--- MATERIALS PROVIDED ---

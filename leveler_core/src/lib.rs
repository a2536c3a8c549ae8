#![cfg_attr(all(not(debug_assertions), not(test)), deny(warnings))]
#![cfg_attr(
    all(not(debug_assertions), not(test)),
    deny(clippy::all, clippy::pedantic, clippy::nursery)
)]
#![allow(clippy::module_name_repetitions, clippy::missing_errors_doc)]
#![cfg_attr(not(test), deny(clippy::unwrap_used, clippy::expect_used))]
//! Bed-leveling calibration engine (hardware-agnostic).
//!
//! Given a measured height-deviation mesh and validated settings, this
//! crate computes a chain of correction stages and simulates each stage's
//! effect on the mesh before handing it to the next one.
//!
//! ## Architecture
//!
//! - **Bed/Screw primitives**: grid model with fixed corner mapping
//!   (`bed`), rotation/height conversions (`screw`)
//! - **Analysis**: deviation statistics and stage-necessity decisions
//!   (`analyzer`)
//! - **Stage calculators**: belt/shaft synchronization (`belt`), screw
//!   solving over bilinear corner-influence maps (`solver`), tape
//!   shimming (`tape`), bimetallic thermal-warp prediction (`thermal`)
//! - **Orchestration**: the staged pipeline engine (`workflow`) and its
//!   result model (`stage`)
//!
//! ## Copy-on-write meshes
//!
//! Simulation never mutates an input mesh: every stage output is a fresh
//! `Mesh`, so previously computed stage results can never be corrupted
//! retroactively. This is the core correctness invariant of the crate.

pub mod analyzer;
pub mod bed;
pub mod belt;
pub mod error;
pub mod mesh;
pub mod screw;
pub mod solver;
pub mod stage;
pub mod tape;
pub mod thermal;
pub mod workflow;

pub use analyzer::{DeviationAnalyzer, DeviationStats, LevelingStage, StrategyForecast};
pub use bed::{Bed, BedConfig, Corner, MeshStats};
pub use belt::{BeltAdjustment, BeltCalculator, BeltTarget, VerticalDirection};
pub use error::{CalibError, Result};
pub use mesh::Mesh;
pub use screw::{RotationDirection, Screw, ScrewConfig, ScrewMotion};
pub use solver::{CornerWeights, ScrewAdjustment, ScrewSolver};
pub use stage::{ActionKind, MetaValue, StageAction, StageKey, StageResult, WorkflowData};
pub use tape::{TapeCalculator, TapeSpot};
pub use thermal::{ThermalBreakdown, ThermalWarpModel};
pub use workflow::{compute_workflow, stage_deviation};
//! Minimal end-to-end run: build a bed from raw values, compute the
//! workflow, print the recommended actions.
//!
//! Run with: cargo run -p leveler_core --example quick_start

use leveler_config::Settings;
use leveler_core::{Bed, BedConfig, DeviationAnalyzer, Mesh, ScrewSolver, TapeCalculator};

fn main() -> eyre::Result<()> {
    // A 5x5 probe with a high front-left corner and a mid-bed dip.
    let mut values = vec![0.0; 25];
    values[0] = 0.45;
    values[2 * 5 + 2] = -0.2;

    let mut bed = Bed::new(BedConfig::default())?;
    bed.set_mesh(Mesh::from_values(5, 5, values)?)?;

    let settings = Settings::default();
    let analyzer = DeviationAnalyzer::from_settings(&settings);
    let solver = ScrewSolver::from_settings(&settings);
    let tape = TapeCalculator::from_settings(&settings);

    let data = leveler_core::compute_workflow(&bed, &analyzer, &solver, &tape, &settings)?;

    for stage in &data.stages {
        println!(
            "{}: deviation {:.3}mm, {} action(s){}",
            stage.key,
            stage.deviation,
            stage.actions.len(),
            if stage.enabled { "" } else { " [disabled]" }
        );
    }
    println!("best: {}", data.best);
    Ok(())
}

---

Exact copies of all the records are to be printed.

## RESULT OF THE TASK
filename leveler_core/src/lib.rs
repository a2536c3a8c549ae8
#![cfg_attr(all(not(debug_assertions), not(test)), deny(warnings))]
#![cfg_attr(
    all(not(debug_assertions), not(test)),
    deny(clippy::all, clippy::pedantic, clippy::nursery)
)]
#![allow(clippy::module_name_repetitions, clippy::missing_errors_doc)]
#![cfg_attr(not(test), deny(clippy::unwrap_used, clippy::expect_used))]
//! Bed-leveling calibration engine (hardware-agnostic).
//!
//! Given a measured height-deviation mesh and validated settings, this
//! crate computes a chain of correction stages and simulates each stage's
//! effect on the mesh before handing it to the next one.
//!
//! ## Architecture
//!
//! - **Bed/Screw primitives**: grid model with fixed corner mapping
//!   (`bed`), rotation/height conversions (`screw`)
//! - **Analysis**: deviation statistics and stage-necessity decisions
//!   (`analyzer`)
//! - **Stage calculators**: belt/shaft synchronization (`belt`), screw
//!   solving over bilinear corner-influence maps (`solver`), tape
//!   shimming (`tape`), bimetallic thermal-warp prediction (`thermal`)
//! - **Orchestration**: the staged pipeline engine (`workflow`) and its
//!   result model (`stage`)
//!
//! ## Copy-on-write meshes
//!
//! Simulation never mutates an input mesh: every stage output is a fresh
//! `Mesh`, so previously computed stage results can never be corrupted
//! retroactively. This is the core correctness invariant of the crate.

pub mod analyzer;
pub mod bed;
pub mod belt;
pub mod error;
pub mod mesh;
pub mod screw;
pub mod solver;
pub mod stage;
pub mod tape;
pub mod thermal;
pub mod workflow;

pub use analyzer::{DeviationAnalyzer, DeviationStats, LevelingStage, StrategyForecast};
pub use bed::{Bed, BedConfig, Corner, MeshStats};
pub use belt::{BeltAdjustment, BeltCalculator, BeltTarget, VerticalDirection};
pub use error::{CalibError, Result};
pub use mesh::Mesh;
pub use screw::{RotationDirection, Screw, ScrewConfig, ScrewMotion};
pub use solver::{CornerWeights, ScrewAdjustment, ScrewSolver};
pub use stage::{ActionKind, MetaValue, StageAction, StageKey, StageResult, WorkflowData};
pub use tape::{TapeCalculator, TapeSpot};
pub use thermal::{ThermalBreakdown, ThermalWarpModel};
pub use workflow::{compute_workflow, stage_deviation};
//! Minimal end-to-end run: build a bed from raw values, compute the
//! workflow, print the recommended actions.
//!
//! Run with: cargo run -p leveler_core --example quick_start

use leveler_config::Settings;
use leveler_core::{Bed, BedConfig, DeviationAnalyzer, Mesh, ScrewSolver, TapeCalculator};

fn main() -> eyre::Result<()> {
    // A 5x5 probe with a high front-left corner and a mid-bed dip.
    let mut values = vec![0.0; 25];
    values[0] = 0.45;
    values[2 * 5 + 2] = -0.2;

    let mut bed = Bed::new(BedConfig::default())?;
    bed.set_mesh(Mesh::from_values(5, 5, values)?)?;

    let settings = Settings::default();
    let analyzer = DeviationAnalyzer::from_settings(&settings);
    let solver = ScrewSolver::from_settings(&settings);
    let tape = TapeCalculator::from_settings(&settings);

    let data = leveler_core::compute_workflow(&bed, &analyzer, &solver, &tape, &settings)?;

    for stage in &data.stages {
        println!(
            "{}: deviation {:.3}mm, {} action(s){}",
            stage.key,
            stage.deviation,
            stage.actions.len(),
            if stage.enabled { "" } else { " [disabled]" }
        );
    }
    println!("best: {}", data.best);
    Ok(())
}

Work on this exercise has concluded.